Effect of Genotype and Genotype × Nitrogen Rate Interactions on Color in Juice and Raw Sugar from Sugarcane

  1. Phillip A. Jackson *a,
  2. Michael G. O'Sheab,
  3. Allan R. Ratteyc,
  4. Graham D. Bonnettd,
  5. Patricia F. Lindemanb,
  6. Mike C. Coxe,
  7. Joan E. Vickersf and
  8. Terry Morgang
  1. a CSIRO Plant Industry, Davies Lab., PMB, PO Aitkenvale, Qld. 4814 Australia
    b Bureau of Sugar Experiment Stations, Meiers Road Indooroopilly, Qld. 4068 Australia
    c Bureau of Sugar Experiment Stations, Gordonvale, Qld. 4865 Australia
    d CSIRO Plant industry, Queensland Bioscience Precinct, 306 Carmody Road, St Lucia, Qld. 4066 Australia
    e Bureau of Sugar Experiment Stations, Bundaberg, Qld. 4670 Australia
    f Dep. of Biological and Physical Sciences, Univ. of Southern Queensland, West St, Toowoomba, Qld. 4350 Australia
    g CSR Ltd, Kalamia Mill Estate, Ayr, Qld. 4807 Australia


There is an increased emphasis being placed on raw sugar quality in international sugar markets.
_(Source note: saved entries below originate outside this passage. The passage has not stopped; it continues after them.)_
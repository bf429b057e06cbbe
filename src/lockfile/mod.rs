//! The Pyodide lock file (`pyodide-lock.json`) and its derived lookup indices.
//!
//! The keys in `packages` are not always the package names. The key
//! `jsonschema-specifications` points at a record whose `name` is
//! `jsonschema_specifications`, and dependencies are listed by name. Module
//! names differ again: the `opencv-python` package provides the module `cv2`.
//! [`Manifest`] builds both indices once, when it is constructed.

mod cache;

use serde::{Deserialize, Serialize};
use serde_json::{Map, Value};
use std::collections::{BTreeMap, HashMap};
use std::path::PathBuf;

pub use cache::{ManifestCache, clear_manifest_cache, load_manifest};

/// One entry of `packages` in the lock file.
#[derive(Serialize, Deserialize, Debug, Clone, PartialEq, Default)]
pub struct PackageRecord {
    /// Lookup key in the lock file. Not part of the record on disk.
    #[serde(skip)]
    pub key: String,
    pub name: String,
    #[serde(default)]
    pub version: String,
    pub file_name: String,
    #[serde(default)]
    pub install_dir: String,
    #[serde(default)]
    pub sha256: String,
    #[serde(default)]
    pub depends: Vec<String>,
    #[serde(default)]
    pub imports: Vec<String>,
    #[serde(default, skip_serializing_if = "Option::is_none")]
    pub unvendored_tests: Option<bool>,
    /// Fields this tool doesn't interpret, kept for pass-through.
    #[serde(flatten)]
    pub extra: Map<String, Value>,
}

/// Raw contents of `pyodide-lock.json`.
#[derive(Serialize, Deserialize, Debug, Clone, PartialEq, Default)]
pub struct LockFile {
    #[serde(default)]
    pub info: BTreeMap<String, Value>,
    pub packages: BTreeMap<String, PackageRecord>,
}

/// An immutable lock file plus its `name -> key` and `module -> key` indices.
#[derive(Debug, Clone, PartialEq)]
pub struct Manifest {
    lock: LockFile,
    name_to_key: HashMap<String, String>,
    module_to_key: HashMap<String, String>,
}

impl Manifest {
    pub fn new(mut lock: LockFile) -> Self {
        for (key, record) in lock.packages.iter_mut() {
            record.key = key.clone();
        }

        let mut name_to_key = HashMap::new();
        // Lowercased keys first, so a closure made of keys resolves to itself.
        // Canonical names take precedence on collision.
        for key in lock.packages.keys() {
            name_to_key.insert(key.to_lowercase(), key.clone());
        }
        for (key, record) in &lock.packages {
            name_to_key.insert(record.name.to_lowercase(), key.clone());
        }

        let mut module_to_key = HashMap::new();
        for (key, record) in &lock.packages {
            for module in &record.imports {
                module_to_key.insert(module.clone(), key.clone());
            }
        }

        Self {
            lock,
            name_to_key,
            module_to_key,
        }
    }

    pub fn from_json(json: &str) -> Result<Self, serde_json::Error> {
        Ok(Self::new(serde_json::from_str(json)?))
    }

    pub fn get(&self, key: &str) -> Option<&PackageRecord> {
        self.lock.packages.get(key)
    }

    pub fn contains_key(&self, key: &str) -> bool {
        self.lock.packages.contains_key(key)
    }

    /// Look up a key by lowercased package name.
    pub fn key_for_name(&self, lowercase_name: &str) -> Option<&str> {
        self.name_to_key.get(lowercase_name).map(String::as_str)
    }

    /// Look up a key by exact module name.
    pub fn key_for_module(&self, module: &str) -> Option<&str> {
        self.module_to_key.get(module).map(String::as_str)
    }

    pub fn packages(&self) -> impl Iterator<Item = &PackageRecord> {
        self.lock.packages.values()
    }

    pub fn info(&self) -> &BTreeMap<String, Value> {
        &self.lock.info
    }

    pub fn len(&self) -> usize {
        self.lock.packages.len()
    }

    pub fn is_empty(&self) -> bool {
        self.lock.packages.is_empty()
    }
}

/// Failure to read or parse a lock file. Always fatal to the calling command.
#[derive(Debug)]
pub enum LockfileError {
    Read {
        path: PathBuf,
        source: anyhow::Error,
    },
    Parse {
        path: PathBuf,
        source: serde_json::Error,
    },
}

impl std::fmt::Display for LockfileError {
    fn fmt(&self, f: &mut std::fmt::Formatter<'_>) -> std::fmt::Result {
        match self {
            LockfileError::Read { path, .. } => {
                write!(f, "Could not read package lock file {}", path.display())
            }
            LockfileError::Parse { path, source } => {
                write!(
                    f,
                    "Package lock file {} is malformed: {}",
                    path.display(),
                    source
                )
            }
        }
    }
}

impl std::error::Error for LockfileError {
    fn source(&self) -> Option<&(dyn std::error::Error + 'static)> {
        match self {
            LockfileError::Read { source, .. } => Some(&**source),
            LockfileError::Parse { source, .. } => Some(source),
        }
    }
}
Color intensity of raw sugar is one quality parameter of importance, with high color levels increasing refining costs and hence lowering sugar value. The quality of raw sugar is compromised by colored solutes or precursors of colored compounds. We examined genetic effects on color levels in juice from sugarcane (Saccharum spp.) in three field experiments, two of which also included different N fertilizer rate treatments. The relative impact on amino N in juice, an important precursor of colored compounds, was also examined. A key finding was consistently large variation among varieties (approximately threefold differences) for color and color-to-impurity ratio levels. These effects were highly repeatable across different environments and N rates, with genotype × environment and genotype × N rate interaction variance being not significant or less than 15% of genotype main effects in all experiments. Relatively small genetic effects were detected for amino N levels and these were less repeatable across environments than for color. Thus, selection for low color levels will be effective in sugarcane breeding programs. A relative color index is proposed to compare genotypes for propensity to produce color in raw sugar, considering the effects of both color and amino N in juice.